__Work instruction__. Of the lines listed below, return exactly those that run from the line containing "filename src/child.rs" through the line containing "on our stdin.", both included.

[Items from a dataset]
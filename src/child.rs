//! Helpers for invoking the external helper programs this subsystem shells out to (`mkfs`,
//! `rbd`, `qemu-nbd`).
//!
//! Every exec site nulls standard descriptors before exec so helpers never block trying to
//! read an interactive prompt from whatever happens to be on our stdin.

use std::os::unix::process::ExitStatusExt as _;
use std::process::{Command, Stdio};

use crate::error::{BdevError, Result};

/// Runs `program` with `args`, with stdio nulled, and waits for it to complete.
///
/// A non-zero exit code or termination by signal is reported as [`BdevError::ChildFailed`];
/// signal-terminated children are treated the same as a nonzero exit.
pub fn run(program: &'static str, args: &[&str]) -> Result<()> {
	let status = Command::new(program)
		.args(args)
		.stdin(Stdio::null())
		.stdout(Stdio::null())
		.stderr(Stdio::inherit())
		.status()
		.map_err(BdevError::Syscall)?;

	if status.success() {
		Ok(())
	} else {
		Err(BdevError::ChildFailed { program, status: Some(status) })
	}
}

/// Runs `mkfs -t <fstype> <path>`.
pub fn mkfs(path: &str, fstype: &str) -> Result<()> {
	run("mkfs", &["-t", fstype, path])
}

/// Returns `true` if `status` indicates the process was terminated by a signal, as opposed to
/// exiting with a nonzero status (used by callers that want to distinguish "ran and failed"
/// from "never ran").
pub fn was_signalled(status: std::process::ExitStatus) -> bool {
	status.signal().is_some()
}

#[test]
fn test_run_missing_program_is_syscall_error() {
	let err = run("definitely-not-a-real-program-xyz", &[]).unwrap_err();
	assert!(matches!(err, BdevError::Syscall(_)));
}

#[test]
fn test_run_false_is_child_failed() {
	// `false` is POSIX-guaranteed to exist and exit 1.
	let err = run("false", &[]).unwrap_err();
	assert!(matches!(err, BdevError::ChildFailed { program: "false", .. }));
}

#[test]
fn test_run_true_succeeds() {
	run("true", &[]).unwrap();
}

---

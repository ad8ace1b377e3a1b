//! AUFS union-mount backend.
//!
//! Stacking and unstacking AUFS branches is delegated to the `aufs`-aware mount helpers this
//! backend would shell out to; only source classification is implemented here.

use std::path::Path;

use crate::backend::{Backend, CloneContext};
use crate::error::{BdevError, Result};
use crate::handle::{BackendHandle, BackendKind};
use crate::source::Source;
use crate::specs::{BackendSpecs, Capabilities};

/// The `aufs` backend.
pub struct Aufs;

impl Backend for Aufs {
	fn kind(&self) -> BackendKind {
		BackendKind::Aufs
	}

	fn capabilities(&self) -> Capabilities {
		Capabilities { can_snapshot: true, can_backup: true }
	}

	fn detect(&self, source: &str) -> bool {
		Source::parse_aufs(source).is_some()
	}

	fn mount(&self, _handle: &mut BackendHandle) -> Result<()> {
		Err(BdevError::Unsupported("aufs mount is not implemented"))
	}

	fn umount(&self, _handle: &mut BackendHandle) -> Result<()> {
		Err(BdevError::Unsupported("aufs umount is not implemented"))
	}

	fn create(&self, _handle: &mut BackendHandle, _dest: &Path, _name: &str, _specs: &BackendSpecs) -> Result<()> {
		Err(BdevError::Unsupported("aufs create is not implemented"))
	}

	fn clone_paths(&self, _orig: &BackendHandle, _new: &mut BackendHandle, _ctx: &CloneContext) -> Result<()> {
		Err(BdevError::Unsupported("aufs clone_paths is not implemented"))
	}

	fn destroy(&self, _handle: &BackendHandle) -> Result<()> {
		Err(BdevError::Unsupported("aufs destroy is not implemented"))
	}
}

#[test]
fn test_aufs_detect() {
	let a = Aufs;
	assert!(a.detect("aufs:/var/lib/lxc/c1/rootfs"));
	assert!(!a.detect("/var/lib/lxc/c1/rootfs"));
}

__Result of this exercise__.
filename src/child.rs
//! Helpers for invoking the external helper programs this subsystem shells out to (`mkfs`,
//! `rbd`, `qemu-nbd`).
//!
//! Every exec site nulls standard descriptors before exec so helpers never block trying to
//! read an interactive prompt from whatever happens to be on our stdin.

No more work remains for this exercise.